Collected data entries:
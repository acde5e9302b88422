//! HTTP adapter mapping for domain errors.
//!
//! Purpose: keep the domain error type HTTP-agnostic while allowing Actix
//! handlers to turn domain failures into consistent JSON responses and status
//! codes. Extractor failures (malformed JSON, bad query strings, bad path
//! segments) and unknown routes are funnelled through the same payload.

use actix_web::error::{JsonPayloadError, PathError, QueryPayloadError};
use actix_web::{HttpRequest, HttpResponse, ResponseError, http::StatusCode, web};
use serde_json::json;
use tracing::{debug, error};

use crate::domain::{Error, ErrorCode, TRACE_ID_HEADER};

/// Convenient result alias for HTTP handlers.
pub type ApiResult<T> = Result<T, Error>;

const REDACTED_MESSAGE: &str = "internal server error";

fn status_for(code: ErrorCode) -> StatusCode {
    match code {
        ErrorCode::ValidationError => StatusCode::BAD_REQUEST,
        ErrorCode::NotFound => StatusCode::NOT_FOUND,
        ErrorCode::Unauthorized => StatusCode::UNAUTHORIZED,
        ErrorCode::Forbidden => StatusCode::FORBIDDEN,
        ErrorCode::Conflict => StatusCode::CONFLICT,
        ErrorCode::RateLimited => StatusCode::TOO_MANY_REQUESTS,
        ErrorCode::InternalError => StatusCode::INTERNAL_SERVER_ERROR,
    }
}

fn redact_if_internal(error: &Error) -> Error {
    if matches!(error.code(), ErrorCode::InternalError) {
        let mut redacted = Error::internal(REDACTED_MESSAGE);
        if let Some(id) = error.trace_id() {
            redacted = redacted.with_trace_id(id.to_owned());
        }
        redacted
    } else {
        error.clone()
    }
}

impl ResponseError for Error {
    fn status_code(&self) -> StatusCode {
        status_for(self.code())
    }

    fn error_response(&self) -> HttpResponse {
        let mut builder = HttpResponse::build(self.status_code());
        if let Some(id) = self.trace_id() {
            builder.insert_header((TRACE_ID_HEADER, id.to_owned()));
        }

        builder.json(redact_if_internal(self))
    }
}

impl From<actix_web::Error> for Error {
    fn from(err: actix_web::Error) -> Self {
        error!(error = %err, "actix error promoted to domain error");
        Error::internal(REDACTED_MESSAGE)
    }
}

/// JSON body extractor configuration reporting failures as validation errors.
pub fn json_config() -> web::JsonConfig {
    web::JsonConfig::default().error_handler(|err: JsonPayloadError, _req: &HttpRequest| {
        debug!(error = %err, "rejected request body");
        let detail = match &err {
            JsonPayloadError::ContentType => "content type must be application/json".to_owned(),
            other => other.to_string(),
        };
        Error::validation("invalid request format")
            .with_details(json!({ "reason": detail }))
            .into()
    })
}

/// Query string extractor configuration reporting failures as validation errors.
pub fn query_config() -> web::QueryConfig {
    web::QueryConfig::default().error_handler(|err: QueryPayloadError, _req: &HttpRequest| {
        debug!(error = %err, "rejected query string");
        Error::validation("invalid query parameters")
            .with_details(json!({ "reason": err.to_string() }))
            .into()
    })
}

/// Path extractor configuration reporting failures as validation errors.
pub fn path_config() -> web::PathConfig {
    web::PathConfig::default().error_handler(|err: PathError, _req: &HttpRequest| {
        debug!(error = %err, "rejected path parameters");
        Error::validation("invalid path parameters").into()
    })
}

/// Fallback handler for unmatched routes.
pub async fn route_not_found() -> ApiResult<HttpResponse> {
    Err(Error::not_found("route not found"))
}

--

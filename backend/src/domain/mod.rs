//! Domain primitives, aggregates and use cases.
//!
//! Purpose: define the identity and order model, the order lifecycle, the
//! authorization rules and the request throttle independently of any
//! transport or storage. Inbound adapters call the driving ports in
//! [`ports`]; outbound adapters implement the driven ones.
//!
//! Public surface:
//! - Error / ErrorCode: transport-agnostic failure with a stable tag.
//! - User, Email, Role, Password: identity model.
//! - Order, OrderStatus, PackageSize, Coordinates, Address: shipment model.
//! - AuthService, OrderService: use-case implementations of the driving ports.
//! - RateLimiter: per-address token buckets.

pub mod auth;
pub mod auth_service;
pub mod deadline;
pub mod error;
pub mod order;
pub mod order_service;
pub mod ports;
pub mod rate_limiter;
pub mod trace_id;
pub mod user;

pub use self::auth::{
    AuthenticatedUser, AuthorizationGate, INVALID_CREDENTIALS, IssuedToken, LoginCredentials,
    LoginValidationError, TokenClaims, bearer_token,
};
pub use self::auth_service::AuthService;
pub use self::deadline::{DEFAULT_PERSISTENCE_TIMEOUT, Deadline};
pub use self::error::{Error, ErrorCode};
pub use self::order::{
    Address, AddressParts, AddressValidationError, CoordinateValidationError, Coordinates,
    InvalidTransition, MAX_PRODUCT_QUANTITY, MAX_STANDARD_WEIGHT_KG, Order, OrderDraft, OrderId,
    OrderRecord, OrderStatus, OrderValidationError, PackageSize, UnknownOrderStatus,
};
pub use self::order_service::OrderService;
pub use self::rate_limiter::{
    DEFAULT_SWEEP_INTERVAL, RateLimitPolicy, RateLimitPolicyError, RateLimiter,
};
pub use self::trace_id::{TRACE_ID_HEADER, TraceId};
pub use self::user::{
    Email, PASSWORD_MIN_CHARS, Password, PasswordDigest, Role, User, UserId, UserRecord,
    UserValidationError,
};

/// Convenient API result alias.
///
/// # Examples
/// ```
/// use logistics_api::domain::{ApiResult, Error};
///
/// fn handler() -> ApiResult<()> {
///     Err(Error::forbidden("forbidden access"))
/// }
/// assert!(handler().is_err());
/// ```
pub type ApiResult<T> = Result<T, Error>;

---

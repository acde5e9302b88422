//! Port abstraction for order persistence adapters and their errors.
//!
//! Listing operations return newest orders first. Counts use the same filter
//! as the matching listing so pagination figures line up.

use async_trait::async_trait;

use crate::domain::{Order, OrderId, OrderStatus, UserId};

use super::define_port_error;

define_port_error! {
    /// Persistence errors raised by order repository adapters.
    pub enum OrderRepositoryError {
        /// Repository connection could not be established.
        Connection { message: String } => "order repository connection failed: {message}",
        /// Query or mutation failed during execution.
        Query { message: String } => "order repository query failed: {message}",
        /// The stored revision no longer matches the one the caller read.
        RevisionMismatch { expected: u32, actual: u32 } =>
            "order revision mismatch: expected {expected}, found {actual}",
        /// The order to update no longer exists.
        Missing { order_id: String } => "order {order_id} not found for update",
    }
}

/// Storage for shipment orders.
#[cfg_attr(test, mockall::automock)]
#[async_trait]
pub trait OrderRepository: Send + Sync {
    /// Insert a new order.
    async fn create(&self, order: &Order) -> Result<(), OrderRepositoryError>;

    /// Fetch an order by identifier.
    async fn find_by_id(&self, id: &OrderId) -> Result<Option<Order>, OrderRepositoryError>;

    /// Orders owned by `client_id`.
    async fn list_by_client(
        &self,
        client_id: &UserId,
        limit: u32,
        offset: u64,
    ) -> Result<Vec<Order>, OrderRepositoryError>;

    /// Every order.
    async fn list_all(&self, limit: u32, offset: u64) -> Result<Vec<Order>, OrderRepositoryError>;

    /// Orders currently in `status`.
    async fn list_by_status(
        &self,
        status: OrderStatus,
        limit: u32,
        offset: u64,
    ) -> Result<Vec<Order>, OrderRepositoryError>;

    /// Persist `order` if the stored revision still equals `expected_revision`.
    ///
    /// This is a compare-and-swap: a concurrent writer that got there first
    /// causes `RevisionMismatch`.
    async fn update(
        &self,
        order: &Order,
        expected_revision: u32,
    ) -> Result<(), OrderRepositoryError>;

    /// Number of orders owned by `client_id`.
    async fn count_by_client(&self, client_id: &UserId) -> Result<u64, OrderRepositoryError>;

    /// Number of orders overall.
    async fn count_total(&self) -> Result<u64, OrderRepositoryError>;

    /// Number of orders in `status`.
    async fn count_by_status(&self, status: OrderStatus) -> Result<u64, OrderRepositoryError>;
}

## What to work on
Your task is to copy each line of the data above that holds "HttpRequest".

## Exercise solution
use actix_web::{HttpRequest, HttpResponse, ResponseError, http::StatusCode, web};
    web::JsonConfig::default().error_handler(|err: JsonPayloadError, _req: &HttpRequest| {
    web::QueryConfig::default().error_handler(|err: QueryPayloadError, _req: &HttpRequest| {
    web::PathConfig::default().error_handler(|err: PathError, _req: &HttpRequest| {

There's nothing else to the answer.